Watching the Grass Grow in Our Swinging Weather

Post date: Apr 24, 2016 10:20:26 PM

The week April 17 to 23 this year saw some wild swings in temperature and humidity. Tuesday the temperature was up to around 80, the wind from the northeast, and the relative humidity was down to the around 11%. By Friday, the high was around 60 and it was raining. Now, when I look out at our close in defensible space, I see an odd mixture of green vigorously growing grass and tawny mature grass gone to seed. All of it is easily knee high. Ten days ago it was ankle high and uniformly green.

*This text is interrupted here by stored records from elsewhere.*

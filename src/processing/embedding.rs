//! Embedding provider client and the batch run that fills missing vectors.

use std::time::Duration;

use async_trait::async_trait;
use serde::{Deserialize, Serialize};
use thiserror::Error;

use crate::domain::notice::Notice;
use crate::domain::policy::Policy;
use crate::models::config::{EmbeddingConfig, ServerConfig};
use crate::processing::{EmbedTarget, record_error};
use crate::repository::errors::RepositoryError;
use crate::repository::{DieselRepository, NoticeReader, NoticeWriter, PolicyReader, PolicyWriter};

const EMBEDDING_MODEL: &str = "models/gemini-embedding-001";
const TASK_TYPE: &str = "RETRIEVAL_DOCUMENT";

#[derive(Debug, Error)]
pub enum EmbeddingError {
    #[error("request failed: {0}")]
    Request(#[from] reqwest::Error),
    #[error("provider returned {status}: {body}")]
    Api {
        status: reqwest::StatusCode,
        body: String,
    },
    #[error("malformed provider response: {0}")]
    Malformed(String),
}

/// One text in, one fixed-length vector out.
#[async_trait]
pub trait EmbeddingProvider: Send + Sync {
    async fn embed(&self, text: &str) -> Result<Vec<f32>, EmbeddingError>;
}

#[derive(Serialize)]
struct EmbedRequest<'a> {
    model: &'a str,
    content: RequestContent<'a>,
    task_type: &'a str,
    #[serde(rename = "outputDimensionality")]
    output_dimensionality: usize,
}

#[derive(Serialize)]
struct RequestContent<'a> {
    parts: Vec<RequestPart<'a>>,
}

#[derive(Serialize)]
struct RequestPart<'a> {
    text: &'a str,
}

#[derive(Deserialize)]
struct EmbedResponse {
    embedding: Option<ResponseEmbedding>,
}

#[derive(Deserialize)]
struct ResponseEmbedding {
    values: Option<Vec<f32>>,
}

/// HTTP client for the Gemini embedding endpoint.
pub struct GeminiEmbeddingClient {
    http: reqwest::Client,
    api_url: String,
    api_key: String,
    output_dimensionality: usize,
}

impl GeminiEmbeddingClient {
    pub fn new(config: &EmbeddingConfig) -> Result<Self, EmbeddingError> {
        Ok(Self {
            http: reqwest::Client::builder()
                .timeout(Duration::from_secs(30))
                .build()?,
            api_url: config.api_url.clone(),
            api_key: config.api_key.clone(),
            output_dimensionality: config.output_dimensionality,
        })
    }
}

#[async_trait]
impl EmbeddingProvider for GeminiEmbeddingClient {
    async fn embed(&self, text: &str) -> Result<Vec<f32>, EmbeddingError> {
        let request = EmbedRequest {
            model: EMBEDDING_MODEL,
            content: RequestContent {
                parts: vec![RequestPart { text }],
            },
            task_type: TASK_TYPE,
            output_dimensionality: self.output_dimensionality,
        };

        let response = self
            .http
            .post(&self.api_url)
            .query(&[("key", self.api_key.as_str())])
            .json(&request)
            .send()
            .await?;

        if !response.status().is_success() {
            let status = response.status();
            let body = response.text().await.unwrap_or_default();
            return Err(EmbeddingError::Api { status, body });
        }

        let parsed: EmbedResponse = response.json().await?;
        parsed
            .embedding
            .and_then(|embedding| embedding.values)
            .filter(|values| !values.is_empty())
            .ok_or_else(|| EmbeddingError::Malformed("missing embedding values".to_string()))
    }
}

/// Normalize a vector to unit length.
///
/// Returns the original vector when the norm is zero.
pub(crate) fn normalize_embedding(vec: &[f32]) -> Vec<f32> {
    let norm = vec.iter().map(|x| x * x).sum::<f32>().sqrt();
    if norm == 0.0 {
        vec.to_vec()
    } else {
        vec.iter().map(|x| x / norm).collect()
    }
}

fn labeled_lines(fields: Vec<(&str, Option<String>)>) -> Option<String> {
    let lines: Vec<String> = fields
        .into_iter()
        .filter_map(|(label, value)| {
            let value = value?;
            let trimmed = value.trim().to_string();
            if trimmed.is_empty() {
                None
            } else {
                Some(format!("{label}: {trimmed}"))
            }
        })
        .collect();

    if lines.is_empty() { None } else { Some(lines.join("\n")) }
}

/// Build the embedding input for a notice; `None` when every field is
/// empty, in which case no provider call must be made.
pub fn notice_embedding_prompt(notice: &Notice) -> Option<String> {
    let period = match (notice.start_date, notice.end_date) {
        (None, None) => None,
        (start, end) => Some(format!(
            "{} ~ {}",
            start.map(|d| d.to_string()).unwrap_or_default(),
            end.map(|d| d.to_string()).unwrap_or_default()
        )),
    };

    labeled_lines(vec![
        ("제목", Some(notice.title.clone())),
        ("카테고리", notice.category.clone()),
        ("출처", notice.source.clone()),
        ("내용 요약", notice.content_summary.clone()),
        ("정책 번호", notice.policy_number.clone()),
        ("신청 기간", period),
    ])
}

/// Embedding input for a policy, same skip rule as notices.
pub fn policy_embedding_prompt(policy: &Policy) -> Option<String> {
    labeled_lines(vec![
        ("제목", Some(policy.title.clone())),
        ("카테고리", Some(policy.category.clone())),
        ("세부 카테고리", policy.sub_category.clone()),
        ("출처", policy.source.clone()),
        ("대상", policy.target_group.clone()),
        ("설명", policy.description.clone()),
        ("신청 절차", policy.application_process.clone()),
    ])
}

/// Outcome counts for one batch run.
#[derive(Debug, Default)]
pub struct EmbeddingReport {
    pub candidates: usize,
    pub succeeded: usize,
    pub failed: usize,
    pub skipped: usize,
    pub errors: Vec<String>,
}

#[derive(Debug, Error)]
pub enum EmbeddingRunError {
    /// The provider failed more than the allowed number of times; the run
    /// stopped early. Work persisted before the abort is kept.
    #[error("embedding run aborted after {} failures", report.failed)]
    AbortThreshold { report: EmbeddingReport },
    #[error(transparent)]
    Repository(#[from] RepositoryError),
}

#[derive(Debug, Clone)]
pub struct BatchOptions {
    /// Failures tolerated before the run aborts.
    pub max_errors: usize,
    /// Take a longer pause after this many successes.
    pub pause_every: usize,
    pub batch_pause: Duration,
    /// Small delay after every record, on top of the batch pause.
    pub call_delay: Duration,
}

impl Default for BatchOptions {
    fn default() -> Self {
        Self {
            max_errors: 10,
            pause_every: 10,
            batch_pause: Duration::from_secs(1),
            call_delay: Duration::from_millis(100),
        }
    }
}

impl BatchOptions {
    pub fn from_config(config: &EmbeddingConfig) -> Self {
        Self {
            max_errors: config.max_errors,
            ..Default::default()
        }
    }
}

/// Fill vectors for every notice that lacks one.
///
/// Each vector is persisted as soon as it is produced, so an aborted run
/// keeps its completed work.
pub async fn embed_pending_notices(
    repo: &(impl NoticeReader + NoticeWriter),
    provider: &dyn EmbeddingProvider,
    options: &BatchOptions,
) -> Result<EmbeddingReport, EmbeddingRunError> {
    let pending = repo.list_unembedded_notices()?;
    let mut report = EmbeddingReport {
        candidates: pending.len(),
        ..Default::default()
    };
    log::info!("embedding run: {} notices pending", report.candidates);

    for notice in pending {
        let Some(prompt) = notice_embedding_prompt(&notice) else {
            report.skipped += 1;
            continue;
        };

        let outcome = match provider.embed(&prompt).await {
            Ok(vector) => {
                let vector = normalize_embedding(&vector);
                repo.set_notice_embedding(notice.id, &vector)
                    .map(|_| ())
                    .map_err(|e| format!("notice {}: failed to persist vector: {e}", notice.id))
            }
            Err(e) => Err(format!("notice {}: {e}", notice.id)),
        };

        if !advance(&mut report, outcome, options).await {
            return Err(EmbeddingRunError::AbortThreshold { report });
        }
    }

    log::info!(
        "embedding run finished: {} succeeded, {} failed, {} skipped",
        report.succeeded,
        report.failed,
        report.skipped
    );
    Ok(report)
}

/// Fill vectors for every policy that lacks one. Same pacing and abort
/// rules as the notice run.
pub async fn embed_pending_policies(
    repo: &(impl PolicyReader + PolicyWriter),
    provider: &dyn EmbeddingProvider,
    options: &BatchOptions,
) -> Result<EmbeddingReport, EmbeddingRunError> {
    let pending = repo.list_unembedded_policies()?;
    let mut report = EmbeddingReport {
        candidates: pending.len(),
        ..Default::default()
    };
    log::info!("embedding run: {} policies pending", report.candidates);

    for policy in pending {
        let Some(prompt) = policy_embedding_prompt(&policy) else {
            report.skipped += 1;
            continue;
        };

        let outcome = match provider.embed(&prompt).await {
            Ok(vector) => {
                let vector = normalize_embedding(&vector);
                repo.set_policy_embedding(policy.id, &vector)
                    .map(|_| ())
                    .map_err(|e| format!("policy {}: failed to persist vector: {e}", policy.id))
            }
            Err(e) => Err(format!("policy {}: {e}", policy.id)),
        };

        if !advance(&mut report, outcome, options).await {
            return Err(EmbeddingRunError::AbortThreshold { report });
        }
    }

    log::info!(
        "embedding run finished: {} succeeded, {} failed, {} skipped",
        report.succeeded,
        report.failed,
        report.skipped
    );
    Ok(report)
}

/// Book one record's outcome into the report and apply pacing. Returns
/// `false` once the failure budget is exhausted.
async fn advance(
    report: &mut EmbeddingReport,
    outcome: Result<(), String>,
    options: &BatchOptions,
) -> bool {
    match outcome {
        Ok(()) => {
            report.succeeded += 1;
            if options.pause_every > 0 && report.succeeded % options.pause_every == 0 {
                tokio::time::sleep(options.batch_pause).await;
            }
        }
        Err(message) => {
            report.failed += 1;
            record_error(&mut report.errors, message);
            if report.failed > options.max_errors {
                log::error!("embedding run aborted: too many failures");
                return false;
            }
        }
    }

    tokio::time::sleep(options.call_delay).await;
    true
}

/// Handle one `Embed` job.
pub async fn process_embed_message(
    target: EmbedTarget,
    repo: &DieselRepository,
    config: &ServerConfig,
) {
    log::info!("Received embed job: {target:?}");

    let provider = match GeminiEmbeddingClient::new(&config.embedding) {
        Ok(provider) => provider,
        Err(e) => {
            log::error!("Failed to build embedding client: {e}");
            return;
        }
    };
    let options = BatchOptions::from_config(&config.embedding);

    let result = match target {
        EmbedTarget::Notices => embed_pending_notices(repo, &provider, &options).await,
        EmbedTarget::Policies => embed_pending_policies(repo, &provider, &options).await,
    };

    match result {
        Ok(report) => log::info!("Finished embed job {target:?}: {report:?}"),
        Err(e) => log::error!("Embed job {target:?} failed: {e}"),
    }
}

#[cfg(test)]
mod tests {
    use chrono::{NaiveDate, NaiveDateTime};

    use super::*;

    fn notice(title: &str) -> Notice {
        Notice {
            id: 1,
            policy_number: None,
            original_url: None,
            title: title.to_string(),
            category: None,
            source: None,
            start_date: None,
            end_date: None,
            content_summary: None,
            description: None,
            support_content: None,
            application_method: None,
            screening_method: None,
            required_documents: None,
            additional_info: None,
            reference_url: None,
            supervising_institution: None,
            registering_institution: None,
            operating_institution: None,
            regional_institution: None,
            embedding: None,
            created_at: NaiveDateTime::default(),
            updated_at: NaiveDateTime::default(),
        }
    }

    #[test]
    fn prompt_skips_empty_fields() {
        let mut subject = notice("청년 월세 지원");
        subject.category = Some("주거".to_string());
        subject.content_summary = Some("   ".to_string());

        let prompt = notice_embedding_prompt(&subject).unwrap();
        assert_eq!(prompt, "제목: 청년 월세 지원\n카테고리: 주거");
    }

    #[test]
    fn prompt_includes_period_when_any_date_present() {
        let mut subject = notice("청년 월세 지원");
        subject.start_date = NaiveDate::from_ymd_opt(2025, 3, 10);

        let prompt = notice_embedding_prompt(&subject).unwrap();
        assert!(prompt.contains("신청 기간: 2025-03-10 ~"));
    }

    #[test]
    fn fully_empty_record_yields_no_prompt() {
        assert_eq!(notice_embedding_prompt(&notice("")), None);
    }

    #[test]
    fn normalizes_to_unit_length() {
        let normalized = normalize_embedding(&[3.0, 4.0]);
        assert!((normalized[0] - 0.6).abs() < f32::EPSILON);
        assert!((normalized[1] - 0.8).abs() < f32::EPSILON);

        // zero vector stays untouched
        assert_eq!(normalize_embedding(&[0.0, 0.0]), vec![0.0, 0.0]);
    }
}
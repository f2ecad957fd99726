//! Backfill of stale notices from a fresh upstream snapshot.
//!
//! Maintenance path, not part of request serving: notices that carry a
//! policy number but never received an application start date are matched
//! against one bounded snapshot of the upstream and patched with the usual
//! null-only rule.

use std::collections::HashMap;

use thiserror::Error;

use crate::domain::notice::{NewNotice, backfill_patch};
use crate::models::config::ServerConfig;
use crate::processing::record_error;
use crate::repository::errors::RepositoryError;
use crate::repository::{DieselRepository, NoticeReader, NoticeWriter};
use crate::sources::youth_policy::YouthPolicySource;
use crate::sources::{Source, UpstreamError, fetch_up_to};

/// Upper bound on the snapshot fetched per reconciliation run.
pub const SNAPSHOT_LIMIT: usize = 2000;

#[derive(Debug, Default)]
pub struct ReconcileReport {
    pub candidates: usize,
    pub updated: usize,
    pub skipped: usize,
    pub failed: usize,
    pub errors: Vec<String>,
}

#[derive(Debug, Error)]
pub enum ReconcileRunError {
    #[error(transparent)]
    Upstream(#[from] UpstreamError),
    #[error(transparent)]
    Repository(#[from] RepositoryError),
}

/// Re-derive missing fields for stale notices from one upstream snapshot,
/// matching records by their source-issued policy number.
///
/// A stale record without a snapshot counterpart is skipped, not an error.
pub async fn reconcile_stale_notices<S: Source>(
    source: &S,
    repo: &(impl NoticeReader + NoticeWriter),
    max_items: usize,
) -> Result<ReconcileReport, ReconcileRunError> {
    let stale = repo.list_stale_notices()?;
    let mut report = ReconcileReport {
        candidates: stale.len(),
        ..Default::default()
    };

    if stale.is_empty() {
        log::info!("{}: no stale notices to reconcile", source.name());
        return Ok(report);
    }
    log::info!("{}: reconciling {} stale notices", source.name(), stale.len());

    let snapshot = fetch_up_to(source, max_items).await?;
    let mut by_policy_number: HashMap<String, NewNotice> = HashMap::new();
    for raw in snapshot {
        let candidate = source.map_to_canonical(raw);
        if let Some(number) = candidate.policy_number.clone() {
            by_policy_number.entry(number).or_insert(candidate);
        }
    }

    for notice in stale {
        let Some(number) = notice.policy_number.as_deref() else {
            report.skipped += 1;
            continue;
        };
        let Some(candidate) = by_policy_number.get(number) else {
            report.skipped += 1;
            continue;
        };

        let patch = backfill_patch(&notice, candidate);
        if patch.is_empty() {
            report.skipped += 1;
            continue;
        }

        match repo.backfill_notice(notice.id, patch) {
            Ok(_) => report.updated += 1,
            Err(e) => {
                report.failed += 1;
                record_error(
                    &mut report.errors,
                    format!("notice {}: backfill failed: {e}", notice.id),
                );
            }
        }
    }

    log::info!(
        "{}: reconciliation finished, {} updated, {} skipped, {} failed",
        source.name(),
        report.updated,
        report.skipped,
        report.failed
    );
    Ok(report)
}

/// Handle one `Reconcile` job.
pub async fn process_reconcile_message(repo: &DieselRepository, config: &ServerConfig) {
    log::info!("Received reconcile job");

    let source = match YouthPolicySource::new(&config.youth_policy_api_key) {
        Ok(source) => source,
        Err(e) => {
            log::error!("Failed to build youth-policy source: {e}");
            return;
        }
    };

    match reconcile_stale_notices(&source, repo, SNAPSHOT_LIMIT).await {
        Ok(report) => log::info!("Finished reconcile job: {report:?}"),
        Err(e) => log::error!("Reconcile job failed: {e}"),
    }
}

When I finish this posting, I’m going out to whack it all down to 4” or less. It won’t be easy with the tall green grass, but the tall dry grass makes it a high priority fire safe task. You see, when grass matures and goes from green to golden it is changing from a live fuel to a dead fuel. Dry grass is a one-hour fuel. In the simplest terms, it means that on a hot dry day when the relative humidity gets into the low teens and single digits, the dry grass is ready to burn in an hour. For more than you ever wanted to know about one hour to thousand hour fuels, see my post from last June.

In recent years, when we had less than half as much winter rain, I could put it off until late May and make a single pass, because the grass, with the exception of the seed heads just didn’t get that tall, but this year it looks like multiple passes with the string trimmer are going to be necessary over the coming weeks.